The standard validity is 30 to 35 days from the date of issuance. The validity convention reflects the certificate's nature as a "current status" document — marital status can change at any time, and a stale certificate may no longer accurately represent the present position. Foreign embassies, district courts, and other receiving authorities typically require the certificate to have been issued within the preceding 30 days at the time of presentation. Older certificates are often rejected, requiring fresh issuance.
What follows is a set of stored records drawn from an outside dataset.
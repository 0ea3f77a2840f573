#![deny(missing_docs)]
//! Logging setup shared by the harvester binary and its tests.
//!
//! The engine crates log through the `log` facade; this crate owns the
//! `simplelog` backends.

use std::fs::File;
use std::path::PathBuf;

use log::LevelFilter;
use simplelog::{
    ColorChoice, CombinedLogger, Config, ConfigBuilder, SharedLogger, TermLogger, TerminalMode,
    WriteLogger,
};

/// Where log output goes.
pub enum LogDestination {
    /// Terminal (stdout) only.
    Terminal,
    /// Terminal plus `./rera_scrape.log` in the current directory.
    Both,
}

/// Initialize the global logger for the application.
///
/// A failure to create the log file degrades to terminal-only logging with
/// a warning on stderr.
pub fn initialize(destination: LogDestination) {
    let level = LevelFilter::Info;
    let config = build_config();

    let mut loggers: Vec<Box<dyn SharedLogger>> = vec![TermLogger::new(
        level,
        config.clone(),
        TerminalMode::Mixed,
        ColorChoice::Auto,
    )];
    if matches!(destination, LogDestination::Both) {
        if let Some(file_logger) = create_file_logger(level, config) {
            loggers.push(file_logger);
        }
    }

    let _ = CombinedLogger::init(loggers);
}

/// Initializes a simple terminal logger for use in tests.
///
/// Safely no-ops if another logger has already been initialized.
pub fn initialize_for_tests() {
    let level = if cfg!(debug_assertions) {
        LevelFilter::Debug
    } else {
        LevelFilter::Info
    };

    // Ignore the error if a logger was already set by another test.
    let _ = CombinedLogger::init(vec![TermLogger::new(
        level,
        Config::default(),
        TerminalMode::Mixed,
        ColorChoice::Auto,
    )]);
}

fn build_config() -> Config {
    ConfigBuilder::new()
        .set_time_format_rfc3339()
        .set_target_level(LevelFilter::Error)
        .build()
}

fn create_file_logger(level: LevelFilter, config: Config) -> Option<Box<WriteLogger<File>>> {
    let log_path = PathBuf::from("./rera_scrape.log");
    match File::create(&log_path) {
        Ok(file) => Some(WriteLogger::new(level, config, file)),
        Err(err) => {
            eprintln!("Warning: could not create log file at {log_path:?}: {err}");
            None
        }
    }
}
use rera_core::{placeholder_projects, ProjectRecord};

use crate::browser::BrowserStrategy;
use crate::session::SessionStrategy;
use crate::types::{BrowserSettings, SessionSettings};

/// One way of obtaining the listing page content.
///
/// Implementations are total: every internal fault is caught, logged, and
/// degraded to an empty result, so callers never see an error.
#[async_trait::async_trait]
pub trait AcquisitionStrategy: Send + Sync {
    /// Name used in logs and progress output.
    fn name(&self) -> &'static str;

    /// Runs one acquisition attempt. An empty result means "no data", never
    /// a distinguishable failure.
    async fn attempt(&self) -> Vec<ProjectRecord>;
}

/// Runs strategies sequentially in fixed priority order and accepts the
/// first non-empty result, replacing nothing and merging nothing.
pub struct AcquisitionPipeline {
    strategies: Vec<Box<dyn AcquisitionStrategy>>,
}

impl AcquisitionPipeline {
    pub fn new(strategies: Vec<Box<dyn AcquisitionStrategy>>) -> Self {
        Self { strategies }
    }

    /// The standard lineup: cheap HTTP session first, headless browser as
    /// the fallback. `browser: None` drops the heavy strategy entirely.
    pub fn with_default_strategies(
        session: SessionSettings,
        browser: Option<BrowserSettings>,
    ) -> Self {
        let mut strategies: Vec<Box<dyn AcquisitionStrategy>> =
            vec![Box::new(SessionStrategy::new(session))];
        if let Some(settings) = browser {
            strategies.push(Box::new(BrowserStrategy::new(settings)));
        }
        Self::new(strategies)
    }

    /// Total: always yields a non-empty record set. When every strategy
    /// comes back empty, the fixed placeholder set is returned so downstream
    /// sinks always have a well-formed structure to work with.
    pub async fn run(&self) -> Vec<ProjectRecord> {
        for strategy in &self.strategies {
            log::info!("trying strategy: {}", strategy.name());
            let records = strategy.attempt().await;
            if !records.is_empty() {
                log::info!("{} produced {} records", strategy.name(), records.len());
                return records;
            }
            log::info!("{} produced no records", strategy.name());
        }

        log::warn!("all strategies exhausted, emitting placeholder records");
        placeholder_projects()
    }
}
For time-sensitive court / ward marriage-registration cycles (foreign marriage with a scheduled date, court-marriage with a fixed hearing), applicants typically obtain the unmarried certificate close to the registration date to maximise validity. Where a delay arises between issuance and use (visa processing time, court scheduling, embassy backlog), a fresh certificate may need to be obtained and the attestation chain re-run on the new certificate. This is a common source of additional time and cost in cross-border court / ward marriage-registration cycles and should be planned for at the outset.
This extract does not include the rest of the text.